In last week’s review of Evil Dead: The Musical at the Vogue I panned the music and book of the show. After seeing the second production of Evil Dead currently playing in Vancouver, I admit that I may have been unduly harsh.
What brought on this sudden change of heart? Simply put, the Vancouver production was better acted and better sung, and that made all the difference. Even in a campy musical, with limited character development and a bare-bones plot, acting still matters.
With essentially the same script, lyrics and music, I got an entirely different vibe from the local production. This version just had way more fun.
Scott Walters (We Will Rock You, Mirvish) as Ash hammed it up, giving his eyebrows the workout of their lives with his rapid-fire facial contortions. Meghan Anderssen (Thoroughly Modern Millie, TUTS) as Ash’s girlfriend Linda and Ian Rozylo as perpetual horndog Scotty both brought personal flourishes to their respective roles.

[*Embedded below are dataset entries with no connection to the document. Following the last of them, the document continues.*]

//! HTTP/1.1 response builder.
//!
//! Builds responses fluently and serializes them to wire format for the
//! connection loop.

use bytes::{BufMut, BytesMut};
use serde::Serialize;

use super::{Headers, StatusCode};

const JSON: &str = "application/json";
const PLAIN_TEXT: &str = "text/plain; charset=utf-8";

/// An HTTP/1.1 response, ready to be serialized and sent.
///
/// # Examples
///
/// ```
/// use deskrelay::http::{Response, StatusCode};
///
/// let response = Response::new(StatusCode::Ok)
///     .header("Content-Type", "application/json")
///     .body(r#"{"output":"hi"}"#);
///
/// let bytes = response.into_bytes();
/// let text = std::str::from_utf8(&bytes).unwrap();
/// assert!(text.starts_with("HTTP/1.1 200 OK\r\n"));
/// assert!(text.contains("Content-Length: 15\r\n"));
/// ```
#[derive(Debug)]
pub struct Response {
    status: StatusCode,
    headers: Headers,
    body: Vec<u8>,
    keep_alive: bool,
}

impl Response {
    pub fn new(status: StatusCode) -> Self {
        Self {
            status,
            headers: Headers::new(),
            body: Vec::new(),
            keep_alive: true,
        }
    }

    /// Serializes `value` as the body with a JSON content type.
    ///
    /// Falls back to a plain-text 500 if serialization fails.
    pub fn json<T: Serialize>(status: StatusCode, value: &T) -> Self {
        match serde_json::to_vec(value) {
            Ok(body) => Self::new(status).header("Content-Type", JSON).body_bytes(body),
            Err(e) => {
                tracing::error!(error = %e, "failed to serialize response body");
                Self::text(
                    StatusCode::InternalServerError,
                    format!("Error encoding response: {e}"),
                )
            }
        }
    }

    /// A plain-text response, used for every error the relay reports.
    pub fn text(status: StatusCode, message: impl Into<String>) -> Self {
        Self::new(status)
            .header("Content-Type", PLAIN_TEXT)
            .body(message)
    }

    #[must_use]
    pub fn header(mut self, name: impl Into<String>, value: impl Into<String>) -> Self {
        self.headers.insert(name, value);
        self
    }

    /// Appends a header in-place, for middleware that decorates a downstream response.
    pub fn add_header(&mut self, name: impl Into<String>, value: impl Into<String>) {
        self.headers.insert(name, value);
    }

    #[must_use]
    pub fn body(mut self, body: impl Into<String>) -> Self {
        self.body = body.into().into_bytes();
        self
    }

    #[must_use]
    pub fn body_bytes(mut self, body: impl Into<Vec<u8>>) -> Self {
        self.body = body.into();
        self
    }

    #[must_use]
    pub fn keep_alive(mut self, keep_alive: bool) -> Self {
        self.keep_alive = keep_alive;
        self
    }

    pub fn status(&self) -> StatusCode {
        self.status
    }

    pub fn headers(&self) -> &Headers {
        &self.headers
    }

    pub fn body_ref(&self) -> &[u8] {
        &self.body
    }

    /// Serializes the response using HTTP/1.1 wire format.
    ///
    /// Adds `Content-Type: text/plain; charset=utf-8` to a non-empty body
    /// without a content type, always writes `Content-Length`, and writes the
    /// `Connection` header from the keep-alive flag.
    pub fn into_bytes(mut self) -> BytesMut {
        let content_length = self.body.len();

        if !self.body.is_empty() && !self.headers.contains("content-type") {
            self.headers.insert("Content-Type", PLAIN_TEXT);
        }

        let connection = if self.keep_alive { "keep-alive" } else { "close" };
        self.headers.set("Connection", connection);
        self.headers.remove("content-length");

        let estimated_size = 128 + self.headers.len() * 64 + content_length;
        let mut buf = BytesMut::with_capacity(estimated_size);

        buf.put(
            format!(
                "HTTP/1.1 {} {}\r\n",
                self.status.as_u16(),
                self.status.canonical_reason()
            )
            .as_bytes(),
        );
        buf.put(self.headers.to_string().as_bytes());
        buf.put(format!("Content-Length: {content_length}\r\n\r\n").as_bytes());
        buf.put(self.body.as_slice());

        buf
    }
}

impl Default for Response {
    fn default() -> Self {
        Self::new(StatusCode::Ok)
    }
}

Local musical-theatre dynamo Jennifer Neumann (Les Misérables, Arts Club) as Ash’s younger sister Cheryl once again brought home the goods.
Meghan Gardiner in the dual-roles of Annie and Shelley was an unfortunately weak link. Her somewhat wooden take on the ditzy Shelley might have come off as a passable interpretation, except that much of that same stiffness was also present in her portrayal of Annie.
The actors from the second story line were also not as impressive. Matthew Graham’s Ed needed to be reined in and could have benefited from some stronger direction. Mat Baker (Les Misérables, Arts Club) as good old reliable Jake was also disappointing. Where most of the other actors seemed to have found a comfortable groove, Baker’s portrayal was harsh and rubbed me the wrong way.
Sylvia Zaradic’s off-stage musical direction was spot-on. She and the band consisting of Boyd Grealy, Aaron McKinney and Kelly Brown added an extra level of drama missing from their competition over at the Vogue.
Special honours go to set designer John Bessette. While the other Evil Dead has the use of the original Toronto and off-Broadway set, Bessette’s (presumably lower-budget) design is no cheap knockoff. In several respects, it actually worked better from a theatrical standpoint.
I did find Ken Overbey’s choreography to be somewhat underdone. The group dance number “Do the Necronomicon” was anticlimactic and in need of some punching up.
Overall, director Mark Carter has shaped a solid production and has coaxed some life from a show that last week I was ready to toss out.
In some ways, the differences between the two productions are like night and day. For blood, gore and special effects the Vogue production is the clear-cut winner. But Down Stage Right Productions has given proof to the old adage that money can’t buy everything. For pure acting, singing, comedy and heart, Evil Dead at the Norman Rothstein Theatre can’t be beat.
Evil Dead: The Musical, presented by Down Stage Right Productions, plays until November 7, 2009; 8 PM (with additional midnight shows October 30, 31 and November 6) at the Norman Rothstein Theatre, 950 West 41st Ave (at Oak). Tickets are available online now.